### WORK ITEM
The line containing "request names none." marks the end: quote every line from the start of the records below through it, word for word.

[Saved entries]
============
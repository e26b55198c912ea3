//! Route definitions for the gemchat gateway.
//!
//! Chat, session management, format listing, and health endpoints.

use crate::media::{self, SupportedFormats};
use crate::provider::{ModelClient, TurnPart};
use crate::session::{SessionStore, SessionSummary};
use axum::{
    async_trait,
    body::Bytes,
    extract::{multipart::MultipartError, FromRequest, Multipart, Path, Request, State},
    http::{header, StatusCode},
    response::{IntoResponse, Json, Response},
    routing::{get, post},
    Router,
};
use gemchat_common::config::Config;
use gemchat_common::logging::generate_trace_id;
use gemchat_common::util::truncate_with_ellipsis;
use gemchat_common::{request_span, Error, Result};
use serde::{Deserialize, Serialize};
use std::sync::Arc;
use tracing::Instrument;

/// Session id used when a chat request names none.
pub const DEFAULT_SESSION_ID: &str = "default";

const FILE_PROMPT: &str = "Please analyze this file.";
const IMAGE_PROMPT: &str = "Please analyze this image.";

/// Shared application state.
#[derive(Clone)]
pub struct AppState {
    pub sessions: Arc<SessionStore>,
    pub client: Arc<dyn ModelClient>,
    pub max_content_length: usize,
    pub session_timeout: chrono::Duration,
}

impl AppState {
    pub fn new(config: &Config, client: Arc<dyn ModelClient>) -> Self {
        Self {
            sessions: Arc::new(SessionStore::new(Arc::clone(&client))),
            client,
            max_content_length: config.uploads.max_content_length,
            session_timeout: config.sessions.timeout(),
        }
    }
}

/// JSON chat request body.
#[derive(Debug, Default, Deserialize)]
pub struct ChatRequest {
    #[serde(default)]
    pub message: Option<String>,
    #[serde(default)]
    pub session_id: Option<String>,
    /// Base64 image, optionally a data URI.
    #[serde(default)]
    pub image: Option<String>,
}

#[derive(Debug, Serialize, Deserialize)]
pub struct ChatResponse {
    pub response: String,
}

/// Error response.
#[derive(Debug, Serialize, Deserialize)]
pub struct ErrorResponse {
    pub error: String,
}

#[derive(Debug, Serialize, Deserialize)]
pub struct NewChatResponse {
    pub session_id: String,
    pub status: String,
}

#[derive(Debug, Serialize, Deserialize)]
pub struct SessionInfoResponse {
    pub session_id: String,
    #[serde(skip_serializing_if = "Option::is_none")]
    pub message_count: Option<u64>,
    #[serde(skip_serializing_if = "Option::is_none")]
    pub created_at: Option<String>,
    pub exists: bool,
}

#[derive(Debug, Serialize, Deserialize)]
pub struct SessionListResponse {
    pub sessions: Vec<SessionSummary>,
    pub total_sessions: usize,
}

#[derive(Debug, Serialize, Deserialize)]
pub struct CleanupResponse {
    pub cleaned_up: usize,
    pub remaining_sessions: usize,
}

/// Health check response.
#[derive(Debug, Serialize, Deserialize)]
pub struct HealthResponse {
    pub status: String,
    pub active_sessions: usize,
    pub model: String,
    pub timestamp: String,
}

/// Media attached to a chat turn.
#[derive(Debug)]
pub enum MediaInput {
    Base64Image(String),
    Upload { filename: String, bytes: Vec<u8> },
}

/// A parsed chat request, from either a JSON or a multipart body.
#[derive(Debug)]
pub struct ChatInput {
    pub session_id: String,
    pub message: Option<String>,
    pub media: Option<MediaInput>,
}

impl ChatInput {
    fn from_json(body: ChatRequest) -> Self {
        Self {
            session_id: body
                .session_id
                .filter(|s| !s.is_empty())
                .unwrap_or_else(|| DEFAULT_SESSION_ID.into()),
            message: body.message.filter(|m| !m.is_empty()),
            media: body
                .image
                .filter(|i| !i.is_empty())
                .map(MediaInput::Base64Image),
        }
    }

    async fn from_multipart(mut multipart: Multipart) -> Result<Self> {
        let mut message = None;
        let mut session_id = None;
        let mut media = None;

        while let Some(field) = multipart
            .next_field()
            .await
            .map_err(|e| multipart_error("Invalid multipart body", e))?
        {
            let name = field.name().unwrap_or_default().to_string();
            match name.as_str() {
                "message" => message = Some(read_text(field).await?),
                "session_id" => session_id = Some(read_text(field).await?),
                "file" => {
                    let filename = field.file_name().unwrap_or_default().to_string();
                    let bytes = field
                        .bytes()
                        .await
                        .map_err(|e| multipart_error("Failed reading file", e))?;
                    if !filename.is_empty() {
                        media = Some(MediaInput::Upload {
                            filename,
                            bytes: bytes.to_vec(),
                        });
                    }
                }
                _ => {}
            }
        }

        Ok(Self {
            session_id: session_id
                .filter(|s| !s.is_empty())
                .unwrap_or_else(|| DEFAULT_SESSION_ID.into()),
            message: Some(
                message
                    .filter(|m| !m.is_empty())
                    .unwrap_or_else(|| FILE_PROMPT.into()),
            ),
            media,
        })
    }
}

async fn read_text(field: axum::extract::multipart::Field<'_>) -> Result<String> {
    field
        .text()
        .await
        .map_err(|e| multipart_error("Invalid multipart field", e))
}

/// Keep the size-limit status a multipart read failed with.
fn multipart_error(context: &str, e: MultipartError) -> Error {
    if e.status() == StatusCode::PAYLOAD_TOO_LARGE {
        Error::PayloadTooLarge(format!("{context}: {}", e.body_text()))
    } else {
        Error::InvalidInput(format!("{context}: {e}"))
    }
}

#[async_trait]
impl<S> FromRequest<S> for ChatInput
where
    S: Send + Sync,
{
    type Rejection = Response;

    async fn from_request(req: Request, state: &S) -> std::result::Result<Self, Self::Rejection> {
        let is_multipart = req
            .headers()
            .get(header::CONTENT_TYPE)
            .and_then(|v| v.to_str().ok())
            .is_some_and(|ct| ct.starts_with("multipart/form-data"));

        if is_multipart {
            let multipart = Multipart::from_request(req, state)
                .await
                .map_err(IntoResponse::into_response)?;
            return Self::from_multipart(multipart)
                .await
                .map_err(IntoResponse::into_response);
        }

        let body = Bytes::from_request(req, state)
            .await
            .map_err(IntoResponse::into_response)?;
        let request: ChatRequest = serde_json::from_slice(&body)
            .map_err(|e| Error::InvalidInput(format!("Invalid JSON body: {e}")).into_response())?;

        Ok(Self::from_json(request))
    }
}

/// Build the API routes.
pub fn build_routes(state: AppState) -> Router {
    Router::new()
        .route("/api/chat", post(chat_handler))
        .route("/api/new-chat", post(new_chat_handler))
        .route("/api/session-info/:session_id", get(session_info_handler))
        .route("/api/sessions", get(list_sessions_handler))
        .route("/api/cleanup-sessions", post(cleanup_sessions_handler))
        .route("/api/supported-formats", get(supported_formats_handler))
        .route("/health", get(health_handler))
        .with_state(state)
}

// ─────────────────────────────────────────────────────────────────────────────
// Chat
// ─────────────────────────────────────────────────────────────────────────────

/// Run one chat turn from a JSON or multipart request.
async fn chat_handler(
    State(state): State<AppState>,
    input: ChatInput,
) -> Result<Json<ChatResponse>> {
    let trace_id = generate_trace_id();
    let span = request_span!("chat", trace_id, session_id = %input.session_id);

    let response = run_chat(&state, input).instrument(span).await?;
    Ok(Json(ChatResponse { response }))
}

async fn run_chat(state: &AppState, input: ChatInput) -> Result<String> {
    tracing::info!(
        message = %truncate_with_ellipsis(input.message.as_deref().unwrap_or_default(), 80),
        has_media = input.media.is_some(),
        "Chat request"
    );

    let session = state.sessions.get_or_create(&input.session_id);

    let media = match input.media {
        None => None,
        Some(MediaInput::Base64Image(encoded)) => Some(
            media::decode_base64_image(&encoded)
                .map_err(|e| e.with_context("Error processing image"))?,
        ),
        Some(MediaInput::Upload { filename, bytes }) => {
            if !media::is_allowed_file(&filename) {
                return Err(Error::UnsupportedFileType(filename));
            }
            Some(
                media::normalize_upload(&filename, bytes, state.client.as_ref())
                    .await
                    .map_err(|e| match e {
                        Error::InvalidMedia(_) => e.with_context("Error processing file"),
                        other => other,
                    })?,
            )
        }
    };

    let message = match (input.message, &media) {
        (Some(message), _) => message,
        (None, Some(_)) => IMAGE_PROMPT.to_string(),
        (None, None) => return Err(Error::InvalidInput("No message provided".into())),
    };

    let mut parts = vec![TurnPart::Text(message)];
    if let Some(part) = media {
        tracing::debug!(kind = part.kind(), "Media processed");
        parts.push(part);
    }

    state.sessions.send_turn(&session, parts).await
}

// ─────────────────────────────────────────────────────────────────────────────
// Sessions
// ─────────────────────────────────────────────────────────────────────────────

async fn new_chat_handler(State(state): State<AppState>) -> Json<NewChatResponse> {
    let session = state.sessions.create_new();

    Json(NewChatResponse {
        session_id: session.id().to_string(),
        status: "created".into(),
    })
}

async fn session_info_handler(
    State(state): State<AppState>,
    Path(session_id): Path<String>,
) -> Json<SessionInfoResponse> {
    let response = match state.sessions.get(&session_id) {
        Some(session) => SessionInfoResponse {
            session_id,
            message_count: Some(session.turn_count()),
            created_at: Some(session.created_at().to_rfc3339()),
            exists: true,
        },
        None => SessionInfoResponse {
            session_id,
            message_count: None,
            created_at: None,
            exists: false,
        },
    };

    Json(response)
}

async fn list_sessions_handler(State(state): State<AppState>) -> Json<SessionListResponse> {
    let sessions = state.sessions.list();

    Json(SessionListResponse {
        total_sessions: sessions.len(),
        sessions,
    })
}

async fn cleanup_sessions_handler(State(state): State<AppState>) -> Json<CleanupResponse> {
    let cleaned_up = state.sessions.cleanup(state.session_timeout);

    Json(CleanupResponse {
        cleaned_up,
        remaining_sessions: state.sessions.len(),
    })
}

// ─────────────────────────────────────────────────────────────────────────────
// Static info
// ─────────────────────────────────────────────────────────────────────────────

async fn supported_formats_handler(State(state): State<AppState>) -> Json<SupportedFormats> {
    Json(media::supported_formats(state.max_content_length))
}

/// Health check handler.
async fn health_handler(State(state): State<AppState>) -> Json<HealthResponse> {
    Json(HealthResponse {
        status: "healthy".into(),
        active_sessions: state.sessions.len(),
        model: state.client.model_name().to_string(),
        timestamp: chrono::Utc::now().to_rfc3339(),
    })
}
============
### YOUR SOLUTION
repository e26b55198c912ea3
//! Route definitions for the gemchat gateway.
//!
//! Chat, session management, format listing, and health endpoints.

use crate::media::{self, SupportedFormats};
use crate::provider::{ModelClient, TurnPart};
use crate::session::{SessionStore, SessionSummary};
use axum::{
    async_trait,
    body::Bytes,
    extract::{multipart::MultipartError, FromRequest, Multipart, Path, Request, State},
    http::{header, StatusCode},
    response::{IntoResponse, Json, Response},
    routing::{get, post},
    Router,
};
use gemchat_common::config::Config;
use gemchat_common::logging::generate_trace_id;
use gemchat_common::util::truncate_with_ellipsis;
use gemchat_common::{request_span, Error, Result};
use serde::{Deserialize, Serialize};
use std::sync::Arc;
use tracing::Instrument;

/// Session id used when a chat request names none.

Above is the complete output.